A day or two later, when the idea had grown and ramified itself in his mind, he talked it all out to Jane and exclaimed, "How will old Phil Ward's God manage to work it out, as he says, against that proposition? Brains," continued Barclay, "brains—that's what counts in this world. You can't expect the men who dominate this country—who make its wealth, and are responsible for its prosperity, to be at the mercy of a lot of long-nosed reformers who don't know how to cash their own checks."
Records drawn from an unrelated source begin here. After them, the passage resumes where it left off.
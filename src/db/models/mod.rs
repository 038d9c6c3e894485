pub mod catalog;
pub mod clearance;
pub mod notification;
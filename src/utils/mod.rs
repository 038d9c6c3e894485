pub mod api_response;
pub mod notification;
pub mod openapi;
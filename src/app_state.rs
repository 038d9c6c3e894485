use std::sync::Arc;

use crate::config::Config;
use crate::utils::notification::NotificationCenter;
use crate::workflow::service::ClearanceService;

#[derive(Clone)]
pub struct AppState {
    pub service: Arc<ClearanceService>,
    pub notifications: Arc<NotificationCenter>,
    pub config: Arc<Config>,
}
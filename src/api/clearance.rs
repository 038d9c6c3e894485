use axum::{
    routing::{get, post},
    Router,
};

use crate::app_state::AppState;
use crate::db::queries::clearance::*;

pub fn clearance_routes() -> Router<AppState> {
    Router::new()
        .route("/clearance/submit-request", post(submit_request))
        .route("/clearance/requests", get(list_requests))
        .route("/clearance/requests/{id}", get(get_request))
        .route("/clearance/requests/{id}/approve", post(approve_request))
        .route("/clearance/requests/{id}/reject", post(reject_request))
        .route("/clearance/requests/{id}/request-info", post(request_info))
        .route("/clearance/requests/{id}/undo-rejection", post(undo_rejection))
        .route("/clearance/requests/{id}/provide-info", post(provide_info))
        .route("/clearance/summary", get(get_summary))
        .route("/clearance/workflow", get(get_workflow))
        .route("/clearance/workflows", get(list_workflows))
        .route("/clearance/termination-reasons", get(termination_reasons))
        .route("/clearance/id-replacement-reasons", get(id_replacement_reasons))
}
How little this rich man knew of the world about him! How circumscribed was his vision! With all his goings up and down the earth, with all of his great transactions, with all of his apparent power, how little and sordid was his outlook on life. For he thought he was somebody in this universe, some one of importance, and in his scheme of things he figured out a kind of partnership between himself and Providence—a partnership to run the world in the interests of John Barclay, and of course, wherever possible, with reasonable dividends to Providence.

But a miracle was coming into the world. In the under-consciousnesses of men, sown God only knows how and when and where, sown in the weakness of a thousand blind prophets, the seeds of righteous wrath at greed like John Barclay's were growing during all the years of his triumph. Men scarcely knew it themselves. Growth is so simple and natural a process that its work is done before its presence is known. And so this arrogant man, this miserable, little, limping, brass-eyed, leather-skinned man, looked out at the world around him, and did not see the change that was quickening the hearts of his neighbours.

And yet change was in everything about him. A thousand years are as but a watch in the night, and tick, tock, tick, tock, went the great clock, and the dresses of little Jeanette Barclay slipped down, down, down to her shoe-tops, and as the skirts slipped down she went up. And before her father knew it her shoe-tops sank out of sight, and she was a miss at the last of her teens. But he still gave her his finger when they walked out together, though she was head and shoulders above him.